*WHAT YOU NEED TO DO*: Scan the lines below for "Clone"; report the number of lines that contain it, and only that.

····················

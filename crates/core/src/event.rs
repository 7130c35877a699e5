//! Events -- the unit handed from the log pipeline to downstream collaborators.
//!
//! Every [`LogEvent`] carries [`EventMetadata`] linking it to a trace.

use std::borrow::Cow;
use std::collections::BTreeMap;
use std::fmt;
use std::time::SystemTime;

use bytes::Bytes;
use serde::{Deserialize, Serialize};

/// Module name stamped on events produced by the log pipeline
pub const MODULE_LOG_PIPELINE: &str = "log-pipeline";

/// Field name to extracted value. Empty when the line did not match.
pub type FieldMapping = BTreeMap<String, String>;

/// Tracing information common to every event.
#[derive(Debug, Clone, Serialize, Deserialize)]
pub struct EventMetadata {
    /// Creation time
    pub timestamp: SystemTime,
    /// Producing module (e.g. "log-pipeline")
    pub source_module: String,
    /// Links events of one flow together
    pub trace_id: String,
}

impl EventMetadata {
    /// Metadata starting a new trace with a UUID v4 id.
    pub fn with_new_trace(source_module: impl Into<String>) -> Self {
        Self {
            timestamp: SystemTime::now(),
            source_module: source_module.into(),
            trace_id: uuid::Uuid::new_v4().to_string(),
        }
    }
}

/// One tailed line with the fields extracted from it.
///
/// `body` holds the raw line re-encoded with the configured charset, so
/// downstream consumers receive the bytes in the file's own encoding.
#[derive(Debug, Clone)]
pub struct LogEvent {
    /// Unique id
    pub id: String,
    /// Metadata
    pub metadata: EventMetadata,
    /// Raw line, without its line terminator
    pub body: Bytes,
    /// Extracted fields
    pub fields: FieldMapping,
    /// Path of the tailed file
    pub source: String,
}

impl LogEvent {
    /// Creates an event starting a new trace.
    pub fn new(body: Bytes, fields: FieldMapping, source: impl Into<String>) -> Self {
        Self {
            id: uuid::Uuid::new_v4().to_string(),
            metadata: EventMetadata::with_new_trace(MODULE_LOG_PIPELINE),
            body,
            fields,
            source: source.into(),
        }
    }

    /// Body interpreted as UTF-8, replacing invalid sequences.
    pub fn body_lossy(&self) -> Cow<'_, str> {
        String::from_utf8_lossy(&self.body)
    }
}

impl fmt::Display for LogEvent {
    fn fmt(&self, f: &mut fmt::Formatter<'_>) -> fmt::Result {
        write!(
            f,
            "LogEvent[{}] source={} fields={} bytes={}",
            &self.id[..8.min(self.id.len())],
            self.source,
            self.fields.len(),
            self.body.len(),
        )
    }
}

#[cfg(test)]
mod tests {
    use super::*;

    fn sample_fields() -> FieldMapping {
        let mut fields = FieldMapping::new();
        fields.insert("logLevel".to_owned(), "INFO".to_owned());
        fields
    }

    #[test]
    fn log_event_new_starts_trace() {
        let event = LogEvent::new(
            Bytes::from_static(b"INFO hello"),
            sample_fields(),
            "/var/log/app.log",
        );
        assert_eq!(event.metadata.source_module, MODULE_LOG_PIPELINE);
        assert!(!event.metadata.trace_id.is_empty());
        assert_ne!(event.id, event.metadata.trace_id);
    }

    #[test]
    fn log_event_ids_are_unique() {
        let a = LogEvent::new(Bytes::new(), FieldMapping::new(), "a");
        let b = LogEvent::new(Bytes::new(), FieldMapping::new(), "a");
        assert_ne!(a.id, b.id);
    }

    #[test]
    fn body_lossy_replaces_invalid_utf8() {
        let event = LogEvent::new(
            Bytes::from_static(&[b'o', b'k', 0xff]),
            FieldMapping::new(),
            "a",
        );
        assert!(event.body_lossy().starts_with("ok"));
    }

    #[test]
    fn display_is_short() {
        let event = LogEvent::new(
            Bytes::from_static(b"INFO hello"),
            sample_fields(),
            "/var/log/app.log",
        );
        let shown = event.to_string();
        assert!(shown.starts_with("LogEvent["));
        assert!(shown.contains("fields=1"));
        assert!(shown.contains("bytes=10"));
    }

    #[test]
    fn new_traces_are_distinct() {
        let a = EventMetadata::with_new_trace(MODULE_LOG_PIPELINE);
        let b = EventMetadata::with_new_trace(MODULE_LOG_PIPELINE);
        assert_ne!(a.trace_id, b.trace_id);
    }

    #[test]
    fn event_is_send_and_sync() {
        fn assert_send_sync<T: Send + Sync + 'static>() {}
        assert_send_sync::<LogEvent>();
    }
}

····················

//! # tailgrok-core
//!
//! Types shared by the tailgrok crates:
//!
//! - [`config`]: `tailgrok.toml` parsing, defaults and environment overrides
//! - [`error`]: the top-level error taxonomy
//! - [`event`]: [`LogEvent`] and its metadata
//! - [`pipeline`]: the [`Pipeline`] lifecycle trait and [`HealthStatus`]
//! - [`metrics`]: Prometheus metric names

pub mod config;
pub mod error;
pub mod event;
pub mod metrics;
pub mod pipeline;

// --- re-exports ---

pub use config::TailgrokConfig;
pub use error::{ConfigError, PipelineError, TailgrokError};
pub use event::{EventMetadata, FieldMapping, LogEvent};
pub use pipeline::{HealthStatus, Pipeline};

····················

*EXERCISE RESPONSE*: 2